Interindividual changes in volume of distribution of cefazolin in newborn infants and its prediction based on physiological pharmacokinetic concepts

The purpose of this study was to investigate factors affecting the volume of distribution of cefazolin (a β‐lactam antibiotic) in newborn infants with bacterial infections, and to propose a method for predicting the volume of distribution at steady state per body weight (Vd_ss/BW). Cefazolin and tobramycin (an aminoglycoside) were simultaneously given to newborn infants (aged 2 to 28 d), and plasma concentration‐time data were analyzed on the basis of model‐independent moment analysis.
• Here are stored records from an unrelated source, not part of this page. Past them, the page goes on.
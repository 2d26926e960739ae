#![warn(missing_docs)]

//! Weft: a small public API facade for the workspace.
//!
//! This crate provides a clean, stable surface that re-exports
//! the most commonly used types to build routed message bus apps:
//!
//! - Router and bridge nodes (`Router`, `Bridge`)
//! - The message model (`Message`, `MessageId`, `Identifier`, `Priority`)
//! - Connection plumbing (`Connection`, `Acceptor`, `DirectAcceptor`)
//! - Blob transfers (`BlobEngine`, blob I/O traits)
//! - Remote node tracking (`RemoteNodeTracker`)
//!
//! Example
//! ```ignore
//! use weft::{DirectAcceptor, Router, RouterConfig};
//!
//! let mut router = Router::new(RouterConfig::default());
//! let acceptor = DirectAcceptor::new();
//! let connector = acceptor.connector();
//! router.add_acceptor(Box::new(acceptor));
//!
//! // Attach endpoints through `connector` from anywhere in the process,
//! // then drive the router:
//! let mut idle_streak = 0;
//! loop {
//!     if router.update(2) {
//!         idle_streak = 0;
//!     } else {
//!         idle_streak += 1;
//!         weft::idle_pause(idle_streak);
//!     }
//!     if router.is_done() {
//!         break;
//!     }
//! }
//! ```

// Core message model and connection plumbing
pub use weft_core::{
    idle_pause, Acceptor, BlobConfig, BridgeConfig, Connection, ConnectionKind,
    ConnectionStatistics, DirectAcceptor, DirectConnection, DirectConnector, EndpointId, Error,
    Identifier, Message, MessageId, Payload, Priority, Result, RouterConfig, ShutdownConfig,
    Timeout, VerificationBits, BROADCAST_ID, INVALID_ID,
};
// Routing nodes
pub use weft_bridge::Bridge;
pub use weft_router::Router;
// The special-message vocabulary
pub use weft_protocol::special;
// Blob transfers
pub use weft_blob::{BlobEngine, BlobId, SourceBlobIo, TargetBlobIo};
// Remote node tracking
pub use weft_tracker::RemoteNodeTracker;

/// Convenience prelude with the most commonly used items.
pub mod prelude {
    pub use crate::{
        Acceptor, Bridge, Connection, ConnectionKind, DirectAcceptor, DirectConnection,
        DirectConnector, EndpointId, Identifier, Message, MessageId, Payload, Priority, Router,
        RouterConfig, BROADCAST_ID, INVALID_ID,
    };
}
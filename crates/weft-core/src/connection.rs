//! Connection abstraction for pluggable message transports.

use std::time::Duration;

use crate::{
    identifier::Identifier,
    message::{EndpointId, Message, MessageId},
};

/// The kind of transport backing a connection.
#[derive(Clone, Copy, Debug, Default, PartialEq, Eq, Hash)]
pub enum ConnectionKind {
    /// The transport kind is not known.
    #[default]
    Unknown,
    /// Direct in-process queue pair.
    InProcess,
    /// Local inter-process transport (pipe, unix socket, shared memory).
    LocalIpc,
    /// Remote stream-oriented transport.
    NetworkStream,
    /// Remote datagram-oriented transport.
    NetworkDatagram,
}

impl ConnectionKind {
    /// Encodes the kind as a single byte for wire payloads.
    pub fn to_u8(self) -> u8 {
        match self {
            ConnectionKind::Unknown => 0,
            ConnectionKind::InProcess => 1,
            ConnectionKind::LocalIpc => 2,
            ConnectionKind::NetworkStream => 3,
            ConnectionKind::NetworkDatagram => 4,
        }
    }

    /// Decodes a kind byte; unknown values map to `Unknown`.
    pub fn from_u8(value: u8) -> Self {
        match value {
            1 => ConnectionKind::InProcess,
            2 => ConnectionKind::LocalIpc,
            3 => ConnectionKind::NetworkStream,
            4 => ConnectionKind::NetworkDatagram,
            _ => ConnectionKind::Unknown,
        }
    }
}

/// Transfer statistics reported by a connection.
///
/// Negative values mean the connection does not track the quantity.
#[derive(Clone, Copy, Debug, PartialEq)]
pub struct ConnectionStatistics {
    /// Id of the node on this side of the connection.
    pub local_id: EndpointId,
    /// Id of the node on the other side of the connection.
    pub remote_id: EndpointId,
    /// Ratio of the connection's buffer capacity currently in use.
    pub block_usage_ratio: f32,
    /// Recent transfer rate in bytes per second.
    pub bytes_per_second: f32,
}

impl Default for ConnectionStatistics {
    fn default() -> Self {
        Self {
            local_id: crate::message::INVALID_ID,
            remote_id: crate::message::INVALID_ID,
            block_usage_ratio: -1.0,
            bytes_per_second: -1.0,
        }
    }
}

/// Handler invoked for each fetched message.
///
/// Receives the message id, the age the transport measured for the message
/// while queued, and the message itself. Returning `false` tells the
/// connection the message was not consumed.
pub type FetchHandler<'a> = &'a mut dyn FnMut(MessageId, Duration, &Message) -> bool;

/// A full-duplex message channel between two bus nodes.
///
/// Implementations are polled: `update` makes transport progress, `send`
/// enqueues a single message and `fetch_messages` drains everything
/// received so far through a handler. All operations report success or
/// progress as booleans; transient failures are expected and handled by
/// the caller's statistics and cleanup sweeps.
pub trait Connection: Send {
    /// The transport kind of this connection.
    fn kind(&self) -> ConnectionKind;

    /// An identifier tag naming the concrete connection type.
    fn type_id(&self) -> Identifier;

    /// Largest single-message payload this connection can carry.
    fn max_data_size(&self) -> Option<usize> {
        None
    }

    /// Returns true while the connection can be used for communication.
    fn is_usable(&self) -> bool {
        true
    }

    /// Enqueues a single message; returns false when the message was not
    /// accepted.
    fn send(&mut self, msg_id: MessageId, message: &Message) -> bool;

    /// Drains received messages through `handler`; returns true when at
    /// least one message was fetched.
    fn fetch_messages(&mut self, handler: FetchHandler) -> bool;

    /// Makes transport progress; returns true when any work was done.
    fn update(&mut self) -> bool {
        false
    }

    /// Fills in transfer statistics; returns false when not supported.
    fn query_statistics(&self, _stats: &mut ConnectionStatistics) -> bool {
        false
    }

    /// Releases transport resources before the connection is dropped.
    fn cleanup(&mut self) {}
}

/// Produces new connections on behalf of a listening node.
pub trait Acceptor: Send {
    /// The transport kind of accepted connections.
    fn kind(&self) -> ConnectionKind;

    /// An identifier tag naming the concrete acceptor type.
    fn type_id(&self) -> Identifier;

    /// Makes accept progress; returns true when any work was done.
    fn update(&mut self) -> bool;

    /// Hands every newly accepted connection to `handler`; returns true
    /// when at least one connection was accepted.
    fn process_accepted(&mut self, handler: &mut dyn FnMut(Box<dyn Connection>)) -> bool;
}

#[cfg(test)]
mod tests {
    use super::*;

    #[test]
    fn test_connection_kind_codec() {
        for kind in [
            ConnectionKind::Unknown,
            ConnectionKind::InProcess,
            ConnectionKind::LocalIpc,
            ConnectionKind::NetworkStream,
            ConnectionKind::NetworkDatagram,
        ] {
            assert_eq!(ConnectionKind::from_u8(kind.to_u8()), kind);
        }
        assert_eq!(ConnectionKind::from_u8(99), ConnectionKind::Unknown);
    }

    #[test]
    fn test_connection_statistics_defaults() {
        let stats = ConnectionStatistics::default();
        assert!(stats.block_usage_ratio < 0.0);
        assert!(stats.bytes_per_second < 0.0);
    }
}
The Vd_ss/BW values ranged from 0.212 to 0.373 L/kg for cefazolin and from 0.384 to 0.541 L/kg for tobramycin. The unbound fraction of cefazolin in plasma (f_p) fluctuated widely, from 0.22 to 0.83, among patients. The Vd_ss/BW value for cefazolin was characterized by both large extracellular water volume and a remarkable change in f_p, and could be predicted as a function of f_p using physiological pharmacokinetic concepts. Moreover, interindividual changes in the unconjugated bilirubin:albumin molar ratio were predominantly responsible for the individual variation in the f_p values of cefazolin in newborn infants.